In 1845, Beaulieu, saw the first Canadian missionary, Father Jean-Baptiste Thibault, at Portage La Loche. The faith of his father, that covered his pagan soul, was awakened. He became a serious convert, put away two of his wives and kept only the old Metis woman with whom he would remain faithful. He helped the others, returned their children, and insured that they were fed and supported. After that, the patriarch, which is what Beaulieu was called in this place, retired to Salt River, and sold its produce to the Hudson's Bay Company. The salt, the crops from his fields, milk from his cows, fish "coregone" from the Slave River, and the hunt, was ample enough to assure him and his dependents an easy life. He also traded in furs.

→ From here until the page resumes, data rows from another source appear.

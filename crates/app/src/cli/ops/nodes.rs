use clap::Args;

use common::crypto::derivation::{self, DerivationError};
use common::registry::RegistryError;

use crate::cli::op::SessionError;

/// Show the addresses of this wallet's metadata nodes
#[derive(Args, Debug, Clone)]
pub struct Nodes;

#[derive(Debug, thiserror::Error)]
pub enum NodesError {
    #[error(transparent)]
    Session(#[from] SessionError),
    #[error(transparent)]
    Derivation(#[from] DerivationError),
    #[error("failed to load metadata nodes: {0}")]
    Registry(#[from] RegistryError),
}

#[async_trait::async_trait]
impl crate::cli::op::Op for Nodes {
    type Error = NodesError;
    type Output = String;

    async fn execute(&self, ctx: &crate::cli::op::OpContext) -> Result<Self::Output, Self::Error> {
        let session = ctx.session().await?;
        let wallet = &session.state.wallet;
        let index = derivation::derive_index_node(
            &wallet.guid,
            &wallet.shared_key,
            ctx.password.as_deref().unwrap_or_default(),
        )?;

        let nodes = session.repository.nodes().await?;

        Ok(format!(
            "index:   {}\nstorage: {}\nshared:  {}",
            index.address(),
            nodes.storage.address(),
            nodes.shared.address()
        ))
    }
}
use std::fmt;
use std::str::FromStr;

/// Type id reserved for the node registry bundle stored under the index node
pub const REGISTRY_TYPE_ID: i32 = -1;

macro_rules! metadata_entries {
    ($(($variant:ident, $id:literal, $name:literal)),* $(,)?) => {
        /// Logical document kinds stored on the storage node
        ///
        /// Discriminants are the wire `typeId`. They are explicit so that a
        /// repeated tag fails to compile.
        #[derive(Debug, Clone, Copy, PartialEq, Eq, Hash)]
        #[repr(i32)]
        pub enum MetadataEntry {
            $($variant = $id,)*
        }

        impl MetadataEntry {
            pub const ALL: &'static [MetadataEntry] = &[$(MetadataEntry::$variant,)*];

            pub fn name(&self) -> &'static str {
                match self {
                    $(MetadataEntry::$variant => $name,)*
                }
            }
        }

        impl TryFrom<i32> for MetadataEntry {
            type Error = UnknownEntry;

            fn try_from(id: i32) -> Result<Self, Self::Error> {
                match id {
                    $($id => Ok(MetadataEntry::$variant),)*
                    _ => Err(UnknownEntry(id.to_string())),
                }
            }
        }
    };
}

metadata_entries! {
    (WhatsNew, 2, "whats_new"),
    (BuySell, 3, "buy_sell"),
    (Contacts, 4, "contacts"),
    (Ethereum, 5, "ethereum"),
    (Shapeshift, 6, "shapeshift"),
    (BitcoinCash, 7, "bitcoin_cash"),
    (Bitcoin, 8, "bitcoin"),
    (Lockbox, 9, "lockbox"),
    (UserCredentials, 10, "user_credentials"),
    (Stellar, 11, "stellar"),
    (WalletCredentials, 12, "wallet_credentials"),
    (WalletConnect, 13, "wallet_connect"),
    (AccountCredentials, 14, "account_credentials"),
}

#[derive(Debug, Clone, PartialEq, Eq, thiserror::Error)]
#[error("unknown metadata entry: {0}")]
pub struct UnknownEntry(String);

impl MetadataEntry {
    pub fn type_id(&self) -> i32 {
        *self as i32
    }
}

impl fmt::Display for MetadataEntry {
    fn fmt(&self, f: &mut fmt::Formatter<'_>) -> fmt::Result {
        write!(f, "{} ({})", self.name(), self.type_id())
    }
}

/// Parses either the entry name (`shapeshift`) or its type id (`6`)
impl FromStr for MetadataEntry {
    type Err = UnknownEntry;

    fn from_str(s: &str) -> Result<Self, Self::Err> {
        if let Ok(id) = s.parse::<i32>() {
            return MetadataEntry::try_from(id);
        }
        MetadataEntry::ALL
            .iter()
            .copied()
            .find(|entry| entry.name().eq_ignore_ascii_case(s))
            .ok_or_else(|| UnknownEntry(s.to_string()))
    }
}

#[cfg(test)]
mod tests {
    use std::collections::HashSet;

    use super::*;

    #[test]
    fn test_type_ids_and_names_are_unique() {
        let ids: HashSet<i32> = MetadataEntry::ALL.iter().map(|e| e.type_id()).collect();
        let names: HashSet<&str> = MetadataEntry::ALL.iter().map(|e| e.name()).collect();
        assert_eq!(ids.len(), MetadataEntry::ALL.len());
        assert_eq!(names.len(), MetadataEntry::ALL.len());
    }

    #[test]
    fn test_registry_id_is_not_an_entry() {
        assert!(MetadataEntry::try_from(REGISTRY_TYPE_ID).is_err());
    }

    #[test]
    fn test_parse_by_name_or_id() {
        assert_eq!(
            "shapeshift".parse::<MetadataEntry>().unwrap(),
            MetadataEntry::Shapeshift
        );
        assert_eq!("6".parse::<MetadataEntry>().unwrap(), MetadataEntry::Shapeshift);
        assert_eq!(
            "Wallet_Connect".parse::<MetadataEntry>().unwrap(),
            MetadataEntry::WalletConnect
        );
        assert!("99".parse::<MetadataEntry>().is_err());
        assert!("nope".parse::<MetadataEntry>().is_err());
    }

    #[test]
    fn test_round_trip_through_type_id() {
        for entry in MetadataEntry::ALL {
            assert_eq!(MetadataEntry::try_from(entry.type_id()).unwrap(), *entry);
        }
    }
}
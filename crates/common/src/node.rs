use crate::crypto::{KeyError, PublicKey, Secret, SecretKey};

/// A derived key-pair plus the symmetric keys for its documents
///
/// `encryption_key` is the SHA-256 digest of the 32-byte private key.
/// Older clients serialized the private scalar as a minimal big-endian
/// integer, dropping leading zero bytes before hashing; for keys that start
/// with `0x00` the digest of that shorter form is kept as
/// `unpadded_encryption_key` so documents written by those clients still
/// decrypt. New writes always use `encryption_key`.
#[derive(Debug, Clone)]
pub struct DerivedNode {
    secret_key: SecretKey,
    encryption_key: Secret,
    unpadded_encryption_key: Option<Secret>,
}

impl DerivedNode {
    pub fn new(secret_key: SecretKey) -> Self {
        let bytes = secret_key.to_bytes();
        let encryption_key = Secret::from_digest(&bytes);

        let leading_zeros = bytes.iter().take_while(|b| **b == 0).count();
        let unpadded_encryption_key =
            (leading_zeros > 0).then(|| Secret::from_digest(&bytes[leading_zeros..]));

        Self {
            secret_key,
            encryption_key,
            unpadded_encryption_key,
        }
    }

    /// Rebuild a node from the hex private key stored in the registry bundle
    pub fn from_private_hex(hex: &str) -> Result<Self, KeyError> {
        Ok(Self::new(SecretKey::from_hex(hex)?))
    }

    pub fn private_hex(&self) -> String {
        self.secret_key.to_hex()
    }

    /// Address of this node's documents on the remote store
    pub fn address(&self) -> PublicKey {
        self.secret_key.public()
    }

    pub fn secret_key(&self) -> &SecretKey {
        &self.secret_key
    }

    pub fn encryption_key(&self) -> &Secret {
        &self.encryption_key
    }

    pub fn unpadded_encryption_key(&self) -> Option<&Secret> {
        self.unpadded_encryption_key.as_ref()
    }
}
//! Read-through cache in front of any [`RemoteStore`]
//!
//! Caches both documents and absences. Any PUT on a key invalidates it,
//! whatever the outcome, since a failed write means our view is stale too.
//! Reads served from the cache can be older than the remote head; a write
//! built on such a read fails with `Conflict` and the retry sees fresh state.
//!
//! Each key carries a generation bumped by every PUT. A GET only stores its
//! result if the generation it started under is still current, so a read
//! that was in flight across a write cannot repopulate the pre-write value.

use std::collections::HashMap;
use std::sync::Arc;
use std::time::{Duration, Instant};

use async_trait::async_trait;
use parking_lot::Mutex;

use super::{RemoteStore, RemoteStoreError};
use crate::crypto::{PublicKey, PUBLIC_KEY_SIZE};
use crate::envelope::MetadataEnvelope;

type DocumentKey = ([u8; PUBLIC_KEY_SIZE], i32);

/// How long a cached GET result may be served
#[derive(Debug, Clone, Copy, PartialEq, Eq)]
pub enum CachePolicy {
    /// Every GET goes to the remote
    Disabled,
    /// Serve cached results younger than the given age
    MaxAge(Duration),
    /// Serve cached results until invalidated by a write
    Forever,
}

impl CachePolicy {
    fn is_fresh(&self, fetched_at: Instant) -> bool {
        match self {
            CachePolicy::Disabled => false,
            CachePolicy::MaxAge(max_age) => fetched_at.elapsed() < *max_age,
            CachePolicy::Forever => true,
        }
    }
}

#[derive(Debug, Clone)]
struct CachedDocument {
    fetched_at: Instant,
    /// `None` caches a NotFound
    envelope: Option<MetadataEnvelope>,
}

#[derive(Debug, Default)]
struct CacheState {
    documents: HashMap<DocumentKey, CachedDocument>,
    generations: HashMap<DocumentKey, u64>,
}

impl CacheState {
    fn generation(&self, key: &DocumentKey) -> u64 {
        self.generations.get(key).copied().unwrap_or(0)
    }
}

#[derive(Debug, Clone)]
pub struct CachedRemoteStore<S> {
    inner: S,
    policy: CachePolicy,
    state: Arc<Mutex<CacheState>>,
}

impl<S: RemoteStore> CachedRemoteStore<S> {
    pub fn new(inner: S, policy: CachePolicy) -> Self {
        Self {
            inner,
            policy,
            state: Arc::new(Mutex::new(CacheState::default())),
        }
    }

    pub fn inner(&self) -> &S {
        &self.inner
    }

    /// Fresh cached result, or the generation a remote read starts under
    fn lookup(&self, key: &DocumentKey) -> Result<Option<MetadataEnvelope>, u64> {
        let state = self.state.lock();
        match state
            .documents
            .get(key)
            .filter(|cached| self.policy.is_fresh(cached.fetched_at))
        {
            Some(cached) => Ok(cached.envelope.clone()),
            None => Err(state.generation(key)),
        }
    }

    fn remember(&self, key: DocumentKey, generation: u64, envelope: Option<MetadataEnvelope>) {
        if self.policy == CachePolicy::Disabled {
            return;
        }
        let mut state = self.state.lock();
        if state.generation(&key) != generation {
            tracing::debug!(type_id = key.1, "dropping metadata read raced by a write");
            return;
        }
        state.documents.insert(
            key,
            CachedDocument {
                fetched_at: Instant::now(),
                envelope,
            },
        );
    }

    fn invalidate(&self, key: &DocumentKey) {
        let mut state = self.state.lock();
        state.documents.remove(key);
        *state.generations.entry(*key).or_insert(0) += 1;
    }
}

#[async_trait]
impl<S: RemoteStore> RemoteStore for CachedRemoteStore<S> {
    type Error = S::Error;

    async fn get(
        &self,
        address: &PublicKey,
        type_id: i32,
    ) -> Result<MetadataEnvelope, RemoteStoreError<Self::Error>> {
        let key = (address.to_bytes(), type_id);

        let generation = match self.lookup(&key) {
            Ok(cached) => {
                tracing::debug!(address = %address, type_id, "metadata cache hit");
                return cached.ok_or(RemoteStoreError::NotFound);
            }
            Err(generation) => generation,
        };

        match self.inner.get(address, type_id).await {
            Ok(envelope) => {
                self.remember(key, generation, Some(envelope.clone()));
                Ok(envelope)
            }
            Err(RemoteStoreError::NotFound) => {
                self.remember(key, generation, None);
                Err(RemoteStoreError::NotFound)
            }
            Err(e) => Err(e),
        }
    }

    async fn put(
        &self,
        address: &PublicKey,
        envelope: MetadataEnvelope,
    ) -> Result<(), RemoteStoreError<Self::Error>> {
        let key = (address.to_bytes(), envelope.type_id);
        let result = self.inner.put(address, envelope).await;
        self.invalidate(&key);
        result
    }
}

When I saw Beaulieu, in 1862, he was 85 years old, yet he still hunted by himself, travelled hundreds of miles, running behind his dogs. He died a few days after his birthday at 101 years old, leaving behind a brother in law named Poitras who was almost as old as him." (translation of pages 312 to 314)

==Personal life==
In 1848, 'Old Man Beaulieu' was baptized by Father Alexandre-Antonin Taché, O.M.I., at Portage La Loche and became an active adherent to the Roman Catholic religion, as a result of which, at the age of 80, he dismissed two of his wives. He thereafter spent much energy promoting the Catholic faith.